• [PROBLEM STATEMENT]: Each line of the material below with the word "Sets" is to be reported.

• [DATA FOR ANALYSIS]:
--------------------------------------------------

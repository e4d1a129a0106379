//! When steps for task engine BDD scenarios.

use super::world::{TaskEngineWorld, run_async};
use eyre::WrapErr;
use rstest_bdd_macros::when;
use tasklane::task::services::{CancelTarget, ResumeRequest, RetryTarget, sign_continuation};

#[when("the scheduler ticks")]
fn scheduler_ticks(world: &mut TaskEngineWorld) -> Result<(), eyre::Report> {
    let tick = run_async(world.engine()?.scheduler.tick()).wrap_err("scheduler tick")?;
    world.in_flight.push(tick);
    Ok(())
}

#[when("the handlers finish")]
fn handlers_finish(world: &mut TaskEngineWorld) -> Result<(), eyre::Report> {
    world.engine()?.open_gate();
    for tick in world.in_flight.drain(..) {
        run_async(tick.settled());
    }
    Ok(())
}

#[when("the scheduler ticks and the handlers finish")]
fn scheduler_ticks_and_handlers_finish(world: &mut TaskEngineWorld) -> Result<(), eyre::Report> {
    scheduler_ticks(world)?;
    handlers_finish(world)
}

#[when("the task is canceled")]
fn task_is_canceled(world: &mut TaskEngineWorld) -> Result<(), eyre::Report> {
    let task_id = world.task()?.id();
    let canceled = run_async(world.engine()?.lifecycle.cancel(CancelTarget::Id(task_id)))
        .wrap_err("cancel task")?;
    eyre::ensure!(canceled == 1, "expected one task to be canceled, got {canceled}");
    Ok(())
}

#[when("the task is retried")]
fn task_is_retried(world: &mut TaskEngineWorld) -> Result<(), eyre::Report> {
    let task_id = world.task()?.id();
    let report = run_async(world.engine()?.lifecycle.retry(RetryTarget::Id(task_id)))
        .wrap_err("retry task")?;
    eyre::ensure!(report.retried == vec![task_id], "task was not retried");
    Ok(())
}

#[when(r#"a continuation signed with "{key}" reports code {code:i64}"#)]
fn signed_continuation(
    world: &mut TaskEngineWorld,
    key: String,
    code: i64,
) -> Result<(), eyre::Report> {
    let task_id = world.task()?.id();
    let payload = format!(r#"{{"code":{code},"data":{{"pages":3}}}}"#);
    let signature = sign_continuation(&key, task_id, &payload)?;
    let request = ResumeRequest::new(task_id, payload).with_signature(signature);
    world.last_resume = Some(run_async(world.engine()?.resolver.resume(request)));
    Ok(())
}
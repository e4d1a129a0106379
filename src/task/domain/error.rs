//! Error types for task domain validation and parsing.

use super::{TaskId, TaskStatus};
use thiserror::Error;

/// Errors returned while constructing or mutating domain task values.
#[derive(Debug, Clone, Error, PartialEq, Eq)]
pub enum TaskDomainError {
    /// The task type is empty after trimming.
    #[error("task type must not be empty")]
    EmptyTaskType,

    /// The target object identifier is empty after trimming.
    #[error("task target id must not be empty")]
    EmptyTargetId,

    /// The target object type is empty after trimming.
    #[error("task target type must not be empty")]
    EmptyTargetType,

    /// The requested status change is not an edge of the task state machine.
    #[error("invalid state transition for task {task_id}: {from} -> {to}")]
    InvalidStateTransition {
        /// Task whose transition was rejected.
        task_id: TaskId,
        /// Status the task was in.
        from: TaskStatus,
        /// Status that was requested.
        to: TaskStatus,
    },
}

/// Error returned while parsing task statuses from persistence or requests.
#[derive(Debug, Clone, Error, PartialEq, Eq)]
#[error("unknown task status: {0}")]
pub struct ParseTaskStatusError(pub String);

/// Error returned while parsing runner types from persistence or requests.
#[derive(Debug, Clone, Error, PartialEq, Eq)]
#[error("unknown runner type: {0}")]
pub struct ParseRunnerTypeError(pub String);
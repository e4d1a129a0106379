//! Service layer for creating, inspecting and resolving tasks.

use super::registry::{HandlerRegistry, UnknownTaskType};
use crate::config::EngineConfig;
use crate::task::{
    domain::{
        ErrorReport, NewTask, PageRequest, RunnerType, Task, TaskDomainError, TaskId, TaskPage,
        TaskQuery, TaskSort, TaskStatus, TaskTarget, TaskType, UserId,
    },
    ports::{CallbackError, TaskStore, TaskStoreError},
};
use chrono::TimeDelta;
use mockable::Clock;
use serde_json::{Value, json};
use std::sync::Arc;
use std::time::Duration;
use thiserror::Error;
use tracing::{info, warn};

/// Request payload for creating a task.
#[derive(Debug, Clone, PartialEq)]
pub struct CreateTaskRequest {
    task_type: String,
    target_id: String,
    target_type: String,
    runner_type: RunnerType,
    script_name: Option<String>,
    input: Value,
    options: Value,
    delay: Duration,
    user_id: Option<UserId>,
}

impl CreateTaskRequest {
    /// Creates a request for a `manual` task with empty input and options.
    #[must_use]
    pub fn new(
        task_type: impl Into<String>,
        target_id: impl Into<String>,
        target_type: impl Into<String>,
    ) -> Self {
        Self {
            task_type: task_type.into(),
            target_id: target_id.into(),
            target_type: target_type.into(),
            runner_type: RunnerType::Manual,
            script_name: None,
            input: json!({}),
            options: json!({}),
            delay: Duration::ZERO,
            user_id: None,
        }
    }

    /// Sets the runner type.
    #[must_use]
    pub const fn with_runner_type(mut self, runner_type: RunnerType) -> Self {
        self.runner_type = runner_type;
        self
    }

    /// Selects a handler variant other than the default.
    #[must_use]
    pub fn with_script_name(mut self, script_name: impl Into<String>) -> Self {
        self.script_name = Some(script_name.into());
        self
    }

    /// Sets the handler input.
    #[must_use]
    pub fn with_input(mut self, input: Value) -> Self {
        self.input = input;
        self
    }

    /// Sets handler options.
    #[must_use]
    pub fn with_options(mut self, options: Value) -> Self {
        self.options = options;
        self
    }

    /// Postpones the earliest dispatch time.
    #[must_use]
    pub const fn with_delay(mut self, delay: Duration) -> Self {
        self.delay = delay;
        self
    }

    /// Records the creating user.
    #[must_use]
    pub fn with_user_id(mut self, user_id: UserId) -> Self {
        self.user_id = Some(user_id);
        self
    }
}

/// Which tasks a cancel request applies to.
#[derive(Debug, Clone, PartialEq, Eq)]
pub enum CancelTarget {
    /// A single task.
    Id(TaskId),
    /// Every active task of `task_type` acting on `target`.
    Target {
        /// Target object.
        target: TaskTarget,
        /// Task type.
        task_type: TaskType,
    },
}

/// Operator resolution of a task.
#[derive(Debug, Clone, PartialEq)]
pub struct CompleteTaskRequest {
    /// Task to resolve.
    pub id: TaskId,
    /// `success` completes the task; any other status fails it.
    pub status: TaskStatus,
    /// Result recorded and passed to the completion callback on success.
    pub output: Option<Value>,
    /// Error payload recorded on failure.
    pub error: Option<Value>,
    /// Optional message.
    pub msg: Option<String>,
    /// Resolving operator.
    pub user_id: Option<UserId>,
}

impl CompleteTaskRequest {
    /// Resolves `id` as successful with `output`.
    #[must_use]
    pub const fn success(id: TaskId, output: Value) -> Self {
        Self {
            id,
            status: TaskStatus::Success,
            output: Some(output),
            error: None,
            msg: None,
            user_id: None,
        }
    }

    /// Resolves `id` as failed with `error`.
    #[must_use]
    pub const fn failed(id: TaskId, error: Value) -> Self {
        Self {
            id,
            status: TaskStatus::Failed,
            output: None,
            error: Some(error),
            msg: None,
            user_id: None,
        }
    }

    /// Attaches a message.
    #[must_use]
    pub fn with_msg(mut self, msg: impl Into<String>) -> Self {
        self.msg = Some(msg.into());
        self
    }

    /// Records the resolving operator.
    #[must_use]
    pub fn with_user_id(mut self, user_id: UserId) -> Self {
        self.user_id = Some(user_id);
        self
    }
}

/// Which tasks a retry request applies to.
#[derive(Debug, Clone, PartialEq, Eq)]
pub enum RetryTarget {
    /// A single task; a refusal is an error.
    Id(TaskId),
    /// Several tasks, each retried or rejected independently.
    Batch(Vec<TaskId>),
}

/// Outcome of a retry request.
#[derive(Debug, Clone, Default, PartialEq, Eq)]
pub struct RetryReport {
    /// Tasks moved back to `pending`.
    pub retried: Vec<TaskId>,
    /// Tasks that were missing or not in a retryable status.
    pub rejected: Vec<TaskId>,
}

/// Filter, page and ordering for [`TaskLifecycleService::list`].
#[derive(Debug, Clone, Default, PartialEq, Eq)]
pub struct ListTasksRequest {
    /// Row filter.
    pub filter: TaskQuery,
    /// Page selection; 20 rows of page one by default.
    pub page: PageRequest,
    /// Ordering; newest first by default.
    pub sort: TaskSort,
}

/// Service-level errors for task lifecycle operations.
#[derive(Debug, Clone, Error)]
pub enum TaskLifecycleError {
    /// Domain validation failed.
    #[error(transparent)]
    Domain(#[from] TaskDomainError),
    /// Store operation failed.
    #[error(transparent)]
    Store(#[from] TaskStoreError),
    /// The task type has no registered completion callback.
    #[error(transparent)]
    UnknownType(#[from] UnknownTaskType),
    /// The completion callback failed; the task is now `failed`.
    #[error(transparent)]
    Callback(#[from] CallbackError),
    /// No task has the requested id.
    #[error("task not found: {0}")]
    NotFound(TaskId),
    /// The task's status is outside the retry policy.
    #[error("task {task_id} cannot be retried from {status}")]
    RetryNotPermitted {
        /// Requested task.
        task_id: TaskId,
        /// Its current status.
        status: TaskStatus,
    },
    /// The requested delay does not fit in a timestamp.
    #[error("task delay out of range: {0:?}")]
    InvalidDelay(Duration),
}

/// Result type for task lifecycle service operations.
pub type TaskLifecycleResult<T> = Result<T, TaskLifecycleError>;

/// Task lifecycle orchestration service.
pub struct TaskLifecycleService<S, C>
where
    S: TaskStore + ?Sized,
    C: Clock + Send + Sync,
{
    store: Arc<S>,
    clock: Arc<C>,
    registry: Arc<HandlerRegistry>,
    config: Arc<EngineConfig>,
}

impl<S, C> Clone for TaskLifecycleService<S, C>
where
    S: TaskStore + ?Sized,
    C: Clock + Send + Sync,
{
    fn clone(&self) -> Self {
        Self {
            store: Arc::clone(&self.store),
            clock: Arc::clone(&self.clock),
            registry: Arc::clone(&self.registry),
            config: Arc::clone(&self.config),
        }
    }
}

--------------------------------------------------

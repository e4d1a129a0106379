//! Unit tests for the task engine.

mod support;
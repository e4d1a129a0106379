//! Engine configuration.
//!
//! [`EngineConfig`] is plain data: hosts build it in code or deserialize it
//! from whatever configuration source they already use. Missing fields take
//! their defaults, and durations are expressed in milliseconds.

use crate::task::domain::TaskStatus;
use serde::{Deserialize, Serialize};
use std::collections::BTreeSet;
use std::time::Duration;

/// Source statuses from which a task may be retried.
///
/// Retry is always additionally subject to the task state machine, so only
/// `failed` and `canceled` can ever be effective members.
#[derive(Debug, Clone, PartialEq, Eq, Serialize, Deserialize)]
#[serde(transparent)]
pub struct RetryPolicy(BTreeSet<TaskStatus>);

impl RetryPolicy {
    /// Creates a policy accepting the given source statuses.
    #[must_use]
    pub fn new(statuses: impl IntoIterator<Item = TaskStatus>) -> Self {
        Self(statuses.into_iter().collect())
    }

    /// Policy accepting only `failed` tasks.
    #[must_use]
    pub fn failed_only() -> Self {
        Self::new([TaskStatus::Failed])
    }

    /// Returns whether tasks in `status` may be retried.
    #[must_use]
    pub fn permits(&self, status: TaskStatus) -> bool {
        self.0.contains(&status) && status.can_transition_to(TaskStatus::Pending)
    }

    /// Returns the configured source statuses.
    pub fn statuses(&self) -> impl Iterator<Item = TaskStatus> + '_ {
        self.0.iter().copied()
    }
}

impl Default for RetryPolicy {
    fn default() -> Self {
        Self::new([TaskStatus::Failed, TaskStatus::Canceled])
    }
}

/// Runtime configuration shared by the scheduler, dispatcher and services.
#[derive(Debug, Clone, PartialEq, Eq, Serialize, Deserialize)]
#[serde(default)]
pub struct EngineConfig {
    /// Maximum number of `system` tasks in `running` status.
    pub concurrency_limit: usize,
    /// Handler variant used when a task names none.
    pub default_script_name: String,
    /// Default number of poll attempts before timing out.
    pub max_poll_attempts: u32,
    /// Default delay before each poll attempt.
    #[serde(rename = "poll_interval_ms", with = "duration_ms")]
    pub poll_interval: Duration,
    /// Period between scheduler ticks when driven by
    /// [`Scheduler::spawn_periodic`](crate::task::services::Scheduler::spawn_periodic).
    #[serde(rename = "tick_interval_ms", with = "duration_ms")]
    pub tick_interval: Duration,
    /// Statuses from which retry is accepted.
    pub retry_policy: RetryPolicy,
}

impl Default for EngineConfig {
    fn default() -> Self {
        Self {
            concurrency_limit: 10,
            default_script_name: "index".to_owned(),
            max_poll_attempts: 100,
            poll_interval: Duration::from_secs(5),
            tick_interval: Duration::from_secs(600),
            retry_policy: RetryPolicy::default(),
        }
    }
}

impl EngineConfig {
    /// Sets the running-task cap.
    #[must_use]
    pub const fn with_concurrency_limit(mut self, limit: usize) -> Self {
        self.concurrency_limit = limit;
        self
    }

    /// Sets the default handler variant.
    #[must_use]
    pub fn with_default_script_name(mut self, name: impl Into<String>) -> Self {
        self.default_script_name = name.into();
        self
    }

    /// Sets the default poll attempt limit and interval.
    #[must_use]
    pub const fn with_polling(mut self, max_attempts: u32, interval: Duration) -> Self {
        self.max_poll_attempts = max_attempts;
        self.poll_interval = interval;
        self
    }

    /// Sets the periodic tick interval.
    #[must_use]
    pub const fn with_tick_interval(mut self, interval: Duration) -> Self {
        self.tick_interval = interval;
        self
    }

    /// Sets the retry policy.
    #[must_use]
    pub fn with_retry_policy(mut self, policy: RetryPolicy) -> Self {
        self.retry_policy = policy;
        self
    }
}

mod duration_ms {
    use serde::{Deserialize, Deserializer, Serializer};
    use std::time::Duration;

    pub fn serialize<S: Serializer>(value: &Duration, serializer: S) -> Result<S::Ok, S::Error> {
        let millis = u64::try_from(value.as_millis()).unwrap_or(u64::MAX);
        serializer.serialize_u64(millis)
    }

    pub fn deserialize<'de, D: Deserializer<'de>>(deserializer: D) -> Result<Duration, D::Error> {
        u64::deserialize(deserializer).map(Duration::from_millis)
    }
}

--------------------------------------------------

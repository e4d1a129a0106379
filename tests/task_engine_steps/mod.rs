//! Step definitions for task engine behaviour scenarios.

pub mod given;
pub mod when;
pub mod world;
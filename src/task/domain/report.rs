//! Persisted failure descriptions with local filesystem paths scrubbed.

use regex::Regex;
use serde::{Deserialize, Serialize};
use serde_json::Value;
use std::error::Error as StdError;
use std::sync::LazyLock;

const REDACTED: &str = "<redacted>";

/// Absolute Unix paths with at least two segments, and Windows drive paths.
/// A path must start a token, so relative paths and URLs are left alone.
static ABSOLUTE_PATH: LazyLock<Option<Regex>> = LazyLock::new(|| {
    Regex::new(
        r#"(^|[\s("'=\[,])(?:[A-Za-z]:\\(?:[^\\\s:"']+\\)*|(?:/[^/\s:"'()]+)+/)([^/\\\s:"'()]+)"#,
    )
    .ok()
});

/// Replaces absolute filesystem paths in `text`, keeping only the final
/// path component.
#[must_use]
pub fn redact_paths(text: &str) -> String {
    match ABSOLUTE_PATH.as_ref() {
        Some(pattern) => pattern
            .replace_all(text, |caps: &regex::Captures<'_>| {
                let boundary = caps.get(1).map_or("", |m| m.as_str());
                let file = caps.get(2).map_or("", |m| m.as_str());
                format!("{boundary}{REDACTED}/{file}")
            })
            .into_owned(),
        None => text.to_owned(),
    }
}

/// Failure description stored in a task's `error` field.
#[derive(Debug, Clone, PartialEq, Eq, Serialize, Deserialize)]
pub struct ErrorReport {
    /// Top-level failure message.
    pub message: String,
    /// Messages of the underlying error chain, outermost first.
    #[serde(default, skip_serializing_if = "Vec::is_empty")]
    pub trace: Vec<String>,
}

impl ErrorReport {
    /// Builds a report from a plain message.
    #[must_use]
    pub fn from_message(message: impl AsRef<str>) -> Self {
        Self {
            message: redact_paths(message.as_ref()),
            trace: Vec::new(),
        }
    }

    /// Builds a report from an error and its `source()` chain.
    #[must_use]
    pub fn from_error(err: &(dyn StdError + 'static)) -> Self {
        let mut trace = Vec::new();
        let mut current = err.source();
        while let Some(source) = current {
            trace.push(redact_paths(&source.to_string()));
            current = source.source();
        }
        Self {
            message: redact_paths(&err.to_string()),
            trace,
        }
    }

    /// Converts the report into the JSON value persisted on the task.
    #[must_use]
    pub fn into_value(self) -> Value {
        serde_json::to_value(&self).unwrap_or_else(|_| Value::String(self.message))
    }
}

--------------------------------------------------

• [ANSWER TO THE EXERCISE]:
    /// Sets the runner type.
    /// Sets the handler input.
    /// Sets handler options.
    /// Sets the running-task cap.
    /// Sets the default handler variant.
    /// Sets the default poll attempt limit and interval.
    /// Sets the periodic tick interval.
    /// Sets the retry policy.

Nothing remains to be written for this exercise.